(Beginning of Given entries)
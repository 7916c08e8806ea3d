//! Diagnostic rendering for human-readable terminal output.

use crate::diagnostic::Diagnostic;
use gatling_source::SourceDb;

/// Trait for rendering diagnostics into formatted output strings.
pub trait DiagnosticRenderer {
    /// Renders a single diagnostic into a formatted string.
    fn render(&self, diag: &Diagnostic, source_db: &SourceDb) -> String;
}

/// Renders diagnostics in a rustc-style terminal format.
///
/// Produces output like:
/// ```text
/// error[E103]: undefined argument `qbar`
///   --> latch.gl:12:14
///    |
/// 12 | Nand s qbar q
///    |        ^^^^
///    |
///    = help: declare it under Inputs, Outputs, or Intermediates
/// ```
pub struct TerminalRenderer {
    /// Whether to use ANSI color codes in output.
    pub color: bool,
}

impl TerminalRenderer {
    /// Creates a new terminal renderer.
    pub fn new(color: bool) -> Self {
        Self { color }
    }

    fn paint(&self, text: &str, code: &str) -> String {
        if self.color {
            format!("\x1b[{code}m{text}\x1b[0m")
        } else {
            text.to_string()
        }
    }
}

impl DiagnosticRenderer for TerminalRenderer {
    fn render(&self, diag: &Diagnostic, source_db: &SourceDb) -> String {
        let mut out = String::new();

        // Header line: severity[CODE]: message
        let header = format!("{}[{}]", diag.severity, diag.code);
        out.push_str(&format!(
            "{}: {}\n",
            self.paint(&header, "1;31"),
            diag.message
        ));

        // Location line with source excerpt
        if !diag.primary_span.is_dummy() {
            let resolved = source_db.resolve_span(diag.primary_span);
            out.push_str(&format!("  --> {resolved}\n"));

            let file = source_db.get_file(diag.primary_span.file);
            let (line, col) = file.line_col(diag.primary_span.start);
            let line_num = format!("{line}");
            let padding = " ".repeat(line_num.len());

            let line_content = get_source_line(&file.content, diag.primary_span.start);

            out.push_str(&format!("{padding} |\n"));
            out.push_str(&format!("{line_num} | {line_content}\n"));

            let span_len = (diag.primary_span.end - diag.primary_span.start).max(1) as usize;
            let carets = "^".repeat(span_len.min(line_content.len().max(1)));
            let col_padding = " ".repeat((col as usize).saturating_sub(1));
            out.push_str(&format!("{padding} | {col_padding}{carets}\n"));
        }

        for note in &diag.notes {
            out.push_str(&format!("   = note: {note}\n"));
        }
        for help in &diag.help {
            out.push_str(&format!("   = help: {help}\n"));
        }

        out
    }
}

/// Extracts the line of source code containing the given byte offset.
fn get_source_line(content: &str, byte_offset: u32) -> &str {
    let offset = byte_offset as usize;
    let start = content[..offset].rfind('\n').map_or(0, |pos| pos + 1);
    let end = content[offset..]
        .find('\n')
        .map_or(content.len(), |pos| offset + pos);
    &content[start..end]
}
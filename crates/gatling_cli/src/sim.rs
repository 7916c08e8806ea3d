//! The `gatling sim` subcommand: run compiled gate files.

use std::io;
use std::path::Path;

use gatling_config::{load_config, SimConfig};
use gatling_sim::{host, load_image, Driver, StopCause, TerminalHost};

use crate::{GlobalArgs, SimArgs};

/// Runs the sim subcommand, returning the process exit code.
///
/// Exit 0 on clean shutdown (or the step bound), 1 on load or hardware
/// failure. The terminal is restored on every path: the host's drop
/// handles normal and error returns, the panic hook covers the rest.
pub fn run(args: &SimArgs, global: &GlobalArgs) -> Result<i32, io::Error> {
    let config = match resolve_config(args) {
        Ok(config) => config,
        Err(e) => {
            eprintln!("error: {e}");
            return Ok(1);
        }
    };

    let image = match load_image(
        Some(Path::new(&args.nand_file)),
        args.or_file.as_deref().map(Path::new),
    ) {
        Ok(image) => image,
        Err(e) => {
            eprintln!("error: {e}");
            return Ok(1);
        }
    };

    if global.verbose && !global.quiet {
        eprintln!(
            "loaded {} nand + {} or gates over {} wires",
            image.nands.len(),
            image.ors.len(),
            image.num_wires
        );
    }

    // CLI flag beats config file beats entropy; echoed for reproducibility.
    let seed = args.seed.or(config.seed).unwrap_or_else(rand::random);
    if !global.quiet {
        eprintln!("seed: {seed}");
    }

    host::install_panic_hook();
    let terminal = TerminalHost::new()?;
    let mut driver = Driver::new(image, &config, seed, terminal);

    match driver.run(args.max_steps) {
        Ok(summary) => {
            if !global.quiet {
                match summary.cause {
                    StopCause::Shutdown => {
                        eprintln!("clean shutdown after {} steps", summary.steps)
                    }
                    StopCause::MaxSteps => {
                        eprintln!("step bound reached after {} steps", summary.steps)
                    }
                }
            }
            Ok(0)
        }
        Err(e) => {
            // Drop the driver first so raw mode is off before we print.
            drop(driver);
            eprintln!("error: {e}");
            Ok(1)
        }
    }
}

/// Loads timing configuration: `--config` path, else `./gatling.toml` if
/// present, else compiled-in defaults.
fn resolve_config(args: &SimArgs) -> Result<SimConfig, gatling_config::ConfigError> {
    match &args.config {
        Some(path) => load_config(Path::new(path)),
        None => {
            let default_path = Path::new("gatling.toml");
            if default_path.exists() {
                load_config(default_path)
            } else {
                Ok(SimConfig::default())
            }
        }
    }
}
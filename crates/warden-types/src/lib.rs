//! Warden domain types.
//!
//! The shared vocabulary of the engine: proposed actions ([`ToolCall`]),
//! authorization outcomes ([`PolicyDecision`]), hash-chained ledger
//! entries ([`Receipt`]), and mutable job state ([`JobState`]).
//! Behavior lives in the crates that own each concern; this crate only
//! defines the data and the receipt hash computation, so every component
//! agrees on what a receipt's digest covers.

#![deny(unsafe_code)]

mod decision;
mod id;
mod job;
mod receipt;
mod tool_call;

pub use decision::{Decision, PolicyDecision};
pub use id::{DefinitionId, JobId, NodeId, ReceiptId, ToolCallId};
pub use job::{JobState, JobStatus, StepRecord, StepStatus};
pub use receipt::{Receipt, ReceiptAction, ReceiptDraft};
pub use tool_call::ToolCall;
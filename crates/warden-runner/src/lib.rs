//! Job orchestration.
//!
//! The orchestrator turns a validated definition into a running job:
//! it resolves routing and dependencies, drives every step through the
//! executor (and therefore through the policy gate), owns all JobState
//! mutations from a single task per job, and exposes the pause /
//! resume / approve control surface. Independent graph branches run
//! concurrently; one job's history and status are never mutated from
//! two places.

#![deny(unsafe_code)]

mod orchestrator;
mod reconstruct;

pub use orchestrator::{Orchestrator, SubmitOptions};
pub use reconstruct::reconstruct;

use thiserror::Error;
use warden_types::JobId;
use warden_workflow::ValidationIssue;

/// Orchestration errors. Validation and environment errors are fatal
/// before any ledger entry is written.
#[derive(Debug, Error)]
pub enum RunnerError {
    #[error("definition failed validation with {} issue(s)", .0.len())]
    Validation(Vec<ValidationIssue>),

    #[error("no adapter registered for declared capabilities: {}", .0.join(", "))]
    MissingCapabilities(Vec<String>),

    #[error("required secret '{0}' is not present in the environment")]
    MissingSecret(String),

    #[error("unknown job '{0}'")]
    UnknownJob(JobId),

    #[error("job '{0}' is in a terminal state")]
    Terminal(JobId),

    #[error("ledger error: {0}")]
    Ledger(#[from] warden_ledger::LedgerError),
}

pub type Result<T> = std::result::Result<T, RunnerError>;
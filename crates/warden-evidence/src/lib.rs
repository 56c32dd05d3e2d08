//! Evidence primitives: canonical serialization, content hashing, and
//! artifact references.
//!
//! Every digest in the system goes through this crate so that two
//! components can never disagree about what a given structure hashes to.
//! Anything persisted as evidence must be written through
//! [`ArtifactStore::write`] — that is the single chokepoint that ties a
//! file on disk to the hash recorded in a receipt.

#![deny(unsafe_code)]

mod artifact;
mod canonical;
mod hash;

pub use artifact::{ArtifactRef, ArtifactStore};
pub use canonical::canonicalize;
pub use hash::{rollup, sha256_hex};

use thiserror::Error;

/// Evidence-related errors.
#[derive(Debug, Error)]
pub enum EvidenceError {
    #[error("I/O error: {0}")]
    Io(#[from] std::io::Error),

    #[error("artifact path escapes the store root: {0}")]
    PathEscape(String),

    #[error("artifact not found: {0}")]
    NotFound(String),

    #[error("artifact digest mismatch for {path}: expected {expected}, got {actual}")]
    DigestMismatch {
        path: String,
        expected: String,
        actual: String,
    },

    #[error("serialization error: {0}")]
    Serialization(#[from] serde_json::Error),
}
impl Orchestrator {
    pub fn new(executor: Arc<StepExecutor>, ledger: Arc<dyn ReceiptLedger>) -> Self {
        Self {
            executor,
            ledger,
            max_parallel: 4,
            jobs: Mutex::new(HashMap::new()),
        }
    }

    /// Bound on concurrently running steps of one job's graph.
    pub fn with_max_parallel(mut self, max_parallel: usize) -> Self {
        self.max_parallel = max_parallel.max(1);
        self
    }

    /// Validate and start a job. Nothing is written to the ledger for
    /// a rejected definition; an accepted one gets a `JobSubmitted`
    /// receipt before its first step runs.
    pub async fn submit(
        &self,
        definition: WorkflowDefinition,
        options: SubmitOptions,
    ) -> Result<JobId> {
        validate(&definition).map_err(RunnerError::Validation)?;

        let missing = self
            .executor
            .registry()
            .missing_capabilities(&definition.uses);
        if !missing.is_empty() {
            return Err(RunnerError::MissingCapabilities(missing));
        }

        // Secret values are never read here; presence is the contract.
        for secret in &definition.required_secrets {
            if secret.source == "env" && std::env::var(&secret.name).is_err() {
                return Err(RunnerError::MissingSecret(secret.name.clone()));
            }
        }

        let mut vars = definition.vars.clone();
        vars.extend(options.vars);

        let state = JobState::new(definition.id.clone());
        let job_id = state.id.clone();

        self.ledger
            .append(
                ReceiptDraft::new(
                    "orchestrator",
                    ReceiptAction::JobSubmitted,
                    json!({
                        "definition_id": definition.id,
                        "name": definition.name,
                        "version": definition.version,
                        "nodes": definition.nodes.len(),
                    }),
                )
                .for_job(job_id.clone()),
            )
            .await?;

        tracing::info!(job = %job_id, definition = %definition.id, "job submitted");

        let shared = Arc::new(RwLock::new(state));
        let (control_tx, control_rx) = mpsc::unbounded_channel();
        let (done_tx, done_rx) = watch::channel(false);

        let driver = JobDriver {
            job_id: job_id.clone(),
            definition,
            vars,
            executor: self.executor.clone(),
            ledger: self.ledger.clone(),
            state: shared.clone(),
            control: control_rx,
            approvals: HashMap::new(),
            max_parallel: self.max_parallel,
            paused: false,
        };
        tokio::spawn(driver.run(done_tx));

        self.jobs.lock().insert(
            job_id.clone(),
            JobEntry {
                state: shared,
                control: control_tx,
                done: done_rx,
            },
        );
        Ok(job_id)
    }

    /// Request a pause; takes effect at the next step boundary.
    pub fn pause(&self, job: &JobId) -> Result<()> {
        self.send(job, Control::Pause)
    }

    pub fn resume(&self, job: &JobId) -> Result<()> {
        self.send(job, Control::Resume)
    }

    /// Attach an approval token to a node and wake the job if it is
    /// waiting on that node.
    pub fn approve(
        &self,
        job: &JobId,
        node: &NodeId,
        approval_id: impl Into<String>,
    ) -> Result<()> {
        self.send(
            job,
            Control::Approve {
                node: node.clone(),
                approval_id: approval_id.into(),
            },
        )
    }

    /// A point-in-time snapshot of the job's state.
    pub fn status(&self, job: &JobId) -> Result<JobState> {
        let jobs = self.jobs.lock();
        let entry = jobs.get(job).ok_or_else(|| RunnerError::UnknownJob(job.clone()))?;
        let state = entry.state.read().clone();
        Ok(state)
    }

    /// All ledger receipts recorded for this job, in append order.
    pub async fn receipts(&self, job: &JobId) -> Result<Vec<Receipt>> {
        if !self.jobs.lock().contains_key(job) {
            return Err(RunnerError::UnknownJob(job.clone()));
        }
        Ok(self.ledger.query(job).await?)
    }

    /// Wait until the job's driver task has finished, then return the
    /// final state. Note a paused or waiting-human job does not finish
    /// until resumed or approved.
    pub async fn wait(&self, job: &JobId) -> Result<JobState> {
        let mut done = {
            let jobs = self.jobs.lock();
            let entry = jobs.get(job).ok_or_else(|| RunnerError::UnknownJob(job.clone()))?;
            entry.done.clone()
        };
        while !*done.borrow() {
            if done.changed().await.is_err() {
                break;
            }
        }
        self.status(job)
    }

    fn send(&self, job: &JobId, control: Control) -> Result<()> {
        let jobs = self.jobs.lock();
        let entry = jobs.get(job).ok_or_else(|| RunnerError::UnknownJob(job.clone()))?;
        if entry.state.read().status.is_terminal() {
            return Err(RunnerError::Terminal(job.clone()));
        }
        entry
            .control
            .send(control)
            .map_err(|_| RunnerError::Terminal(job.clone()))
    }
}

enum JobOutcome {
    Completed,
    Failed(Value),
    /// The control surface disappeared while the job was parked.
    Abandoned,
}

enum NodeOutcome {
    Completed(StepResult),
    Failed {
        attempts: u32,
        receipt_id: Option<ReceiptId>,
        detail: String,
    },
    Abandoned,
}

/// The single writer for one job. Owns the definition, the control
/// receiver, and the only mutable handle over JobState.
struct JobDriver {
    job_id: JobId,
    definition: WorkflowDefinition,
    vars: HashMap<String, Value>,
    executor: Arc<StepExecutor>,
    ledger: Arc<dyn ReceiptLedger>,
    state: Arc<RwLock<JobState>>,
    control: mpsc::UnboundedReceiver<Control>,
    approvals: HashMap<NodeId, String>,
    max_parallel: usize,
    paused: bool,
}
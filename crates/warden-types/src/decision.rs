//! Policy decisions.

use crate::ToolCallId;
use chrono::{DateTime, Utc};
use serde::{Deserialize, Serialize};

/// The three authorization outcomes.
#[derive(Clone, Copy, Debug, PartialEq, Eq, Serialize, Deserialize)]
#[serde(rename_all = "snake_case")]
pub enum Decision {
    Allow,
    Block,
    RequireApproval,
}

/// The recorded outcome of evaluating one [`ToolCall`](crate::ToolCall)
/// against policy. Immutable once written; attached to exactly one call.
#[derive(Clone, Debug, Serialize, Deserialize)]
pub struct PolicyDecision {
    pub decision: Decision,
    pub reason: String,
    pub tool_call_id: ToolCallId,
    pub timestamp: DateTime<Utc>,
}

impl PolicyDecision {
    pub fn new(decision: Decision, reason: impl Into<String>, tool_call_id: ToolCallId) -> Self {
        Self {
            decision,
            reason: reason.into(),
            tool_call_id,
            timestamp: Utc::now(),
        }
    }

    pub fn is_allow(&self) -> bool {
        self.decision == Decision::Allow
    }
}
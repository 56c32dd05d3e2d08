//! Append-only, hash-chained receipt ledger.
//!
//! Every authorized action, policy decision, and job transition lands
//! here as a [`Receipt`](warden_types::Receipt). Appends for one ledger
//! are strictly serialized so `prev_hash` linkage is race-free; reads
//! may run concurrently and observe either the old or new chain length,
//! never a torn entry. A failed append never advances the chain head,
//! so no receipt can point at an entry that was not durably committed.
//!
//! Two sinks: [`MemoryLedger`] for tests and embedding, [`FileLedger`]
//! for the append-only JSONL persistence format (one receipt per line,
//! plus a `.sha256` sidecar of the whole file for offline checks).

#![deny(unsafe_code)]

mod chain;
mod file;
mod memory;
mod verify;

pub use chain::ChainState;
pub use file::{verify_file, FileLedger, FileVerification};
pub use memory::MemoryLedger;
pub use verify::{verify_chain, ChainVerification};

use async_trait::async_trait;
use thiserror::Error;
use warden_types::{JobId, Receipt, ReceiptDraft};

/// Ledger-related errors.
#[derive(Debug, Error)]
pub enum LedgerError {
    #[error("I/O error: {0}")]
    Io(#[from] std::io::Error),

    #[error("serialization error: {0}")]
    Serialization(#[from] serde_json::Error),

    #[error("ledger integrity violation at entry {entry_id}: {detail}")]
    Integrity { entry_id: String, detail: String },

    #[error("ledger is poisoned after a failed integrity check; open a fresh handle")]
    Poisoned,
}

pub type Result<T> = std::result::Result<T, LedgerError>;

/// The ledger interface every sink implements.
#[async_trait]
pub trait ReceiptLedger: Send + Sync {
    /// Seal `draft` onto the end of the chain and persist it.
    /// All-or-nothing: on error the chain head is unchanged.
    async fn append(&self, draft: ReceiptDraft) -> Result<Receipt>;

    /// Recompute the chain from entry 1 and report the first divergence.
    /// A failed check poisons the ledger against further appends.
    async fn verify(&self) -> Result<ChainVerification>;

    /// All receipts recorded for one job, in append order.
    async fn query(&self, job_id: &JobId) -> Result<Vec<Receipt>>;

    /// Every receipt in append order.
    async fn all(&self) -> Result<Vec<Receipt>>;

    /// Number of entries in the chain.
    async fn len(&self) -> Result<u64>;

    async fn is_empty(&self) -> Result<bool> {
        Ok(self.len().await? == 0)
    }
}
//! In-memory ledger sink.

use crate::{verify_chain, ChainState, ChainVerification, LedgerError, ReceiptLedger, Result};
use async_trait::async_trait;
use parking_lot::Mutex;
use std::sync::atomic::{AtomicBool, Ordering};
use warden_types::{JobId, Receipt, ReceiptDraft};

/// Memory-backed ledger for tests and embedded use.
#[derive(Default)]
pub struct MemoryLedger {
    inner: Mutex<Inner>,
    poisoned: AtomicBool,
}

#[derive(Default)]
struct Inner {
    chain: ChainState,
    entries: Vec<Receipt>,
}

impl MemoryLedger {
    pub fn new() -> Self {
        Self::default()
    }
}

#[async_trait]
impl ReceiptLedger for MemoryLedger {
    async fn append(&self, draft: ReceiptDraft) -> Result<Receipt> {
        if self.poisoned.load(Ordering::Acquire) {
            return Err(LedgerError::Poisoned);
        }

        let mut inner = self.inner.lock();
        let receipt = draft.finalize(inner.chain.head());
        inner.chain.advance(&receipt);
        inner.entries.push(receipt.clone());
        Ok(receipt)
    }

    async fn verify(&self) -> Result<ChainVerification> {
        let entries = self.inner.lock().entries.clone();
        let result = verify_chain(&entries);
        if !result.ok {
            self.poisoned.store(true, Ordering::Release);
        }
        Ok(result)
    }

    async fn query(&self, job_id: &JobId) -> Result<Vec<Receipt>> {
        Ok(self
            .inner
            .lock()
            .entries
            .iter()
            .filter(|r| r.job_id.as_ref() == Some(job_id))
            .cloned()
            .collect())
    }

    async fn all(&self) -> Result<Vec<Receipt>> {
        Ok(self.inner.lock().entries.clone())
    }

    async fn len(&self) -> Result<u64> {
        Ok(self.inner.lock().chain.len())
    }
}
(End of Given entries)
● **Exercise instructions**
Gather each line of the listing that holds the string "through".

● **Completed exercise**
//! it resolves routing and dependencies, drives every step through the
//! executor (and therefore through the policy gate), owns all JobState
//! Every digest in the system goes through this crate so that two
//! Anything persisted as evidence must be written through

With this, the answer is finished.